### PROBLEM DESCRIPTION
Lines below containing the word "extern" should be copied out.

(Dataset entries)

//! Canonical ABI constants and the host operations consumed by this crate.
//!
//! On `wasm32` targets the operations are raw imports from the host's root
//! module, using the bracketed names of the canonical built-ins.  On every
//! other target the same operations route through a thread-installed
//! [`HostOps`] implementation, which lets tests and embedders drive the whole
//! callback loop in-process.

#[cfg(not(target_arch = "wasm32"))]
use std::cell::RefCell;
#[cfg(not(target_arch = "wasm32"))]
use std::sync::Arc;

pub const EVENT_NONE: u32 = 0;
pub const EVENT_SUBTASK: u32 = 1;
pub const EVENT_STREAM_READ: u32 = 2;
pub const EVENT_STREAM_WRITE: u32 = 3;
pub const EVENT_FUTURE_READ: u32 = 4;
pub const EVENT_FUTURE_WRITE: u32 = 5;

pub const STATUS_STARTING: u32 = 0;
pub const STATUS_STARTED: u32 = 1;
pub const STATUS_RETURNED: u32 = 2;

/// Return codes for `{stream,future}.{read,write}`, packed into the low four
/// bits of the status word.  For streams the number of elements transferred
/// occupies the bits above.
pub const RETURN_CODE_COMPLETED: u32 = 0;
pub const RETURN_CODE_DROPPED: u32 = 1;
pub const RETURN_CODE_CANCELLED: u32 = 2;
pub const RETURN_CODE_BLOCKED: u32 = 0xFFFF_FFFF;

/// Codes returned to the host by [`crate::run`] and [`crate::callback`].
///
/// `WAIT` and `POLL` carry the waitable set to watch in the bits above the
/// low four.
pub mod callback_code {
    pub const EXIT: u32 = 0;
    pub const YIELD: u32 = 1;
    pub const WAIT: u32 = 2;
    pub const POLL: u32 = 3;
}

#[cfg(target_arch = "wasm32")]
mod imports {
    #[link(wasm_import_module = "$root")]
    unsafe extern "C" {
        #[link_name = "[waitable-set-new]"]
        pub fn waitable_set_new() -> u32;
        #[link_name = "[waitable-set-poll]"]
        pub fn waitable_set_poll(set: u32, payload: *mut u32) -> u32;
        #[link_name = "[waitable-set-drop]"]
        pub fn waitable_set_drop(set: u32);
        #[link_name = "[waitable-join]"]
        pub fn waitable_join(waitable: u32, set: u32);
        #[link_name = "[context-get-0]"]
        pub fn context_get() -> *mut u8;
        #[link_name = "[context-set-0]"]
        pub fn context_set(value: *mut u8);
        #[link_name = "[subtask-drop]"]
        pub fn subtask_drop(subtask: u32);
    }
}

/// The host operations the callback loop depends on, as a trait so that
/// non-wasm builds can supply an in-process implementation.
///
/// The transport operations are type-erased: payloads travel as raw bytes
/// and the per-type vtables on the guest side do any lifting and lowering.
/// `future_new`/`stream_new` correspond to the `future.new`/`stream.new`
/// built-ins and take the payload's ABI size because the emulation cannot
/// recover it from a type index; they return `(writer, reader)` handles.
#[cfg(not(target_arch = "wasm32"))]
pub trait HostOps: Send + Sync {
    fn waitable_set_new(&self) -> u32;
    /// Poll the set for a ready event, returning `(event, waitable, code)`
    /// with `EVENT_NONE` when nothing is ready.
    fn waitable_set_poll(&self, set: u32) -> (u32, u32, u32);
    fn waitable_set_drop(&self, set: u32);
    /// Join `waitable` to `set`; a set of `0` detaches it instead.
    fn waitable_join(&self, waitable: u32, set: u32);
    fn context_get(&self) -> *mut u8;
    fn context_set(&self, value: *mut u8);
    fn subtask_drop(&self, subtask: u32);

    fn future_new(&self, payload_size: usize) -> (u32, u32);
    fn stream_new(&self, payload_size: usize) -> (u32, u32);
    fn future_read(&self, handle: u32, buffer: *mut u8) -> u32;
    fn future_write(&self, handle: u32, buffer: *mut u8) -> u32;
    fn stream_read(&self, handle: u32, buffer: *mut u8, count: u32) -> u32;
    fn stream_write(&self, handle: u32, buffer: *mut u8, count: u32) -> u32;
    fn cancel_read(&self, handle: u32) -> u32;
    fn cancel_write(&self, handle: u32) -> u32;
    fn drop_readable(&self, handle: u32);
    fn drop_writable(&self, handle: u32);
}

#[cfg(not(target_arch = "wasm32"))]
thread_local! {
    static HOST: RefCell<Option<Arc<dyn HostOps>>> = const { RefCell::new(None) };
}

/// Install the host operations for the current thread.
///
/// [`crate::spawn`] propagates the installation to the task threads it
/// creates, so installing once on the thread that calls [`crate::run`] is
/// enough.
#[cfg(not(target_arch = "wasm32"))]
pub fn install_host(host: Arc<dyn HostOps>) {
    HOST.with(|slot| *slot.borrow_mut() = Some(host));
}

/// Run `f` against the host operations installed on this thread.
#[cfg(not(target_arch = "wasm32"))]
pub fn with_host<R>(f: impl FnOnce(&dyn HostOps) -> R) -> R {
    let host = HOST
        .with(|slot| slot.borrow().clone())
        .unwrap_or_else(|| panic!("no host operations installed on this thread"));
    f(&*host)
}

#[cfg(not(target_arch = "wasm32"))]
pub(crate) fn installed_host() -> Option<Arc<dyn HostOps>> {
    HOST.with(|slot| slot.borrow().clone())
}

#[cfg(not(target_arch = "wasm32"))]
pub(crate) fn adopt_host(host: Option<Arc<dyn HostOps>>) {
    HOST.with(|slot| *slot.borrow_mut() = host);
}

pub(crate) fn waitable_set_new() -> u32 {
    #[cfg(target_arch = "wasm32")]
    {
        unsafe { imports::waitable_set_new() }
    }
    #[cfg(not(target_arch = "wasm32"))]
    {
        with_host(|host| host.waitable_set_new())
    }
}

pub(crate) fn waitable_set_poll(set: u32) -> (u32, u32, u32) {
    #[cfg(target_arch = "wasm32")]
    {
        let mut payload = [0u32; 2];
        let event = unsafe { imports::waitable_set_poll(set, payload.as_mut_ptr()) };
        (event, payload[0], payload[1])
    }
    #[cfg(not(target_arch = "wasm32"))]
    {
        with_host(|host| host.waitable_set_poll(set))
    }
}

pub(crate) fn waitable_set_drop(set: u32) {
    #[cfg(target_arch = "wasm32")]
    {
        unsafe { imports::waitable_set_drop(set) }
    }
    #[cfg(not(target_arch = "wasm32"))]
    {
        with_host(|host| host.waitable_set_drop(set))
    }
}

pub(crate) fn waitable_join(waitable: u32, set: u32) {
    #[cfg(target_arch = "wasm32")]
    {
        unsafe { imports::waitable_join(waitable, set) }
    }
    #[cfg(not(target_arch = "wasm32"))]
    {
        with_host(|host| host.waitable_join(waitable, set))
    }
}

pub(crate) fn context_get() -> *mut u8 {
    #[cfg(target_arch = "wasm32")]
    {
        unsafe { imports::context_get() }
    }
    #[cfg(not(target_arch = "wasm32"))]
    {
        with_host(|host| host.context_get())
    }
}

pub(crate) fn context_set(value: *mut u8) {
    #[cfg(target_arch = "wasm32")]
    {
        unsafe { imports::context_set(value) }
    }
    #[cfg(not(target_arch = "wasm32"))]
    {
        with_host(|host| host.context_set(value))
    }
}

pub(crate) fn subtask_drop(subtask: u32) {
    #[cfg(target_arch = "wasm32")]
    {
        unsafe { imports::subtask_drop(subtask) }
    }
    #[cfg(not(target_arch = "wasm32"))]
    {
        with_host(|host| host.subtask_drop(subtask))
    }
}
* * *
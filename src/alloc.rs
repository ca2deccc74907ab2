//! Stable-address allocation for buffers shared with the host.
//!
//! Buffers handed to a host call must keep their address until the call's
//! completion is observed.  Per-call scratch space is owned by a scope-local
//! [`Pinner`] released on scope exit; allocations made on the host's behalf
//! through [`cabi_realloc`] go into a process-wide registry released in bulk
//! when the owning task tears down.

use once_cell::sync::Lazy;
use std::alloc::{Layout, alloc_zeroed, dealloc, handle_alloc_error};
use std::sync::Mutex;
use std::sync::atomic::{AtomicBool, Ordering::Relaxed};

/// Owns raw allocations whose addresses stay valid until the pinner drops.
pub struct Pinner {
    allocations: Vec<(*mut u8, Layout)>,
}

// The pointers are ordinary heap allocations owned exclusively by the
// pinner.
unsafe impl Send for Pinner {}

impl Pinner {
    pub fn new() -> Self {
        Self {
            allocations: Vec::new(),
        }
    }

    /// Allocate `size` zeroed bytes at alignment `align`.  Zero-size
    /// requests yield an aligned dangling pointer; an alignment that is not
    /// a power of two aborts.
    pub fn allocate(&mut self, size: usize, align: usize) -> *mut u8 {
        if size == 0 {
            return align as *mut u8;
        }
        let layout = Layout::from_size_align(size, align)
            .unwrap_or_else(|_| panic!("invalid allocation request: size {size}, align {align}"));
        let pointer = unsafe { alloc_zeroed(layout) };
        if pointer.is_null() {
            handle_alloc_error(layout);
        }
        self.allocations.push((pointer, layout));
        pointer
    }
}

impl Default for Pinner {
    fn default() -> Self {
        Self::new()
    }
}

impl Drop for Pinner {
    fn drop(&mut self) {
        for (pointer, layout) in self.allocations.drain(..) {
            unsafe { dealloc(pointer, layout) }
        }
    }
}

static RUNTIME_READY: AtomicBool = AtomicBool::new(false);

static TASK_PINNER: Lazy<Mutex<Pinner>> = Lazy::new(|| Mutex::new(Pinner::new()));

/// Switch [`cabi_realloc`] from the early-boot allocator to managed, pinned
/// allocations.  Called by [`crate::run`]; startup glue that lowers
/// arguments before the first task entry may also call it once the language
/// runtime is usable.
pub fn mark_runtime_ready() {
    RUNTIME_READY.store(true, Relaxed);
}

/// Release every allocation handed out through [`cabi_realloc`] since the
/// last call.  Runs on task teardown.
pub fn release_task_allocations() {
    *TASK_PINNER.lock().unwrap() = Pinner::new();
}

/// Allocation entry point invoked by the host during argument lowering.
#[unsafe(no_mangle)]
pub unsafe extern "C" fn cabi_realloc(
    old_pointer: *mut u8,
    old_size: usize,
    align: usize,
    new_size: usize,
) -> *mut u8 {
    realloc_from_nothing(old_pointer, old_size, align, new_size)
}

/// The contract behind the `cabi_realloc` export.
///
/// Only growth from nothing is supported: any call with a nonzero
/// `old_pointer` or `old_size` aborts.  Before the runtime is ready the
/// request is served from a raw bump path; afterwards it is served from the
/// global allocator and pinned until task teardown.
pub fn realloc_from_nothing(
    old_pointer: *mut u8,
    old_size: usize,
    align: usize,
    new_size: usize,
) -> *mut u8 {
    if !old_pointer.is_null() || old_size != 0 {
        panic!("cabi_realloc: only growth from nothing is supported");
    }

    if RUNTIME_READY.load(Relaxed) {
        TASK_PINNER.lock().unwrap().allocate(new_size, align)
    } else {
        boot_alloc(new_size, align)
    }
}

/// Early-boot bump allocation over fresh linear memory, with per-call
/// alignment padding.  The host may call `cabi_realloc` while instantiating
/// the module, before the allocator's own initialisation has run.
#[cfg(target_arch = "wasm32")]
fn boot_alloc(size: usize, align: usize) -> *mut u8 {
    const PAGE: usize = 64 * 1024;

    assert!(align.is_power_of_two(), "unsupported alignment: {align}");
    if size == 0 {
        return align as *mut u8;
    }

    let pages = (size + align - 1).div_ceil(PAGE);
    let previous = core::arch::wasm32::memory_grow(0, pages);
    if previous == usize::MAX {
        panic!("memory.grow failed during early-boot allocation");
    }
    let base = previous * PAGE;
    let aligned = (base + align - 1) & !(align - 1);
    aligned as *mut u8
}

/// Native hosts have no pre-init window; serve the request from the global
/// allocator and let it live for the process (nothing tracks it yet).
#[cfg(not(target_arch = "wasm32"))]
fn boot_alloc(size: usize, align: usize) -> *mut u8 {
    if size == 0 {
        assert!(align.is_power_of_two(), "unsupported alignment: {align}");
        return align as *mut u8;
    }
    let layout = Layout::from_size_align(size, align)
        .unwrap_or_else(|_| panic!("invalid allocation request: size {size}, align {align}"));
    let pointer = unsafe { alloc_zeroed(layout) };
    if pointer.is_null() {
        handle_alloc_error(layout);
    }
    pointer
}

### SOLUTION FOR THIS TASK
    unsafe extern "C" {
pub unsafe extern "C" fn cabi_realloc(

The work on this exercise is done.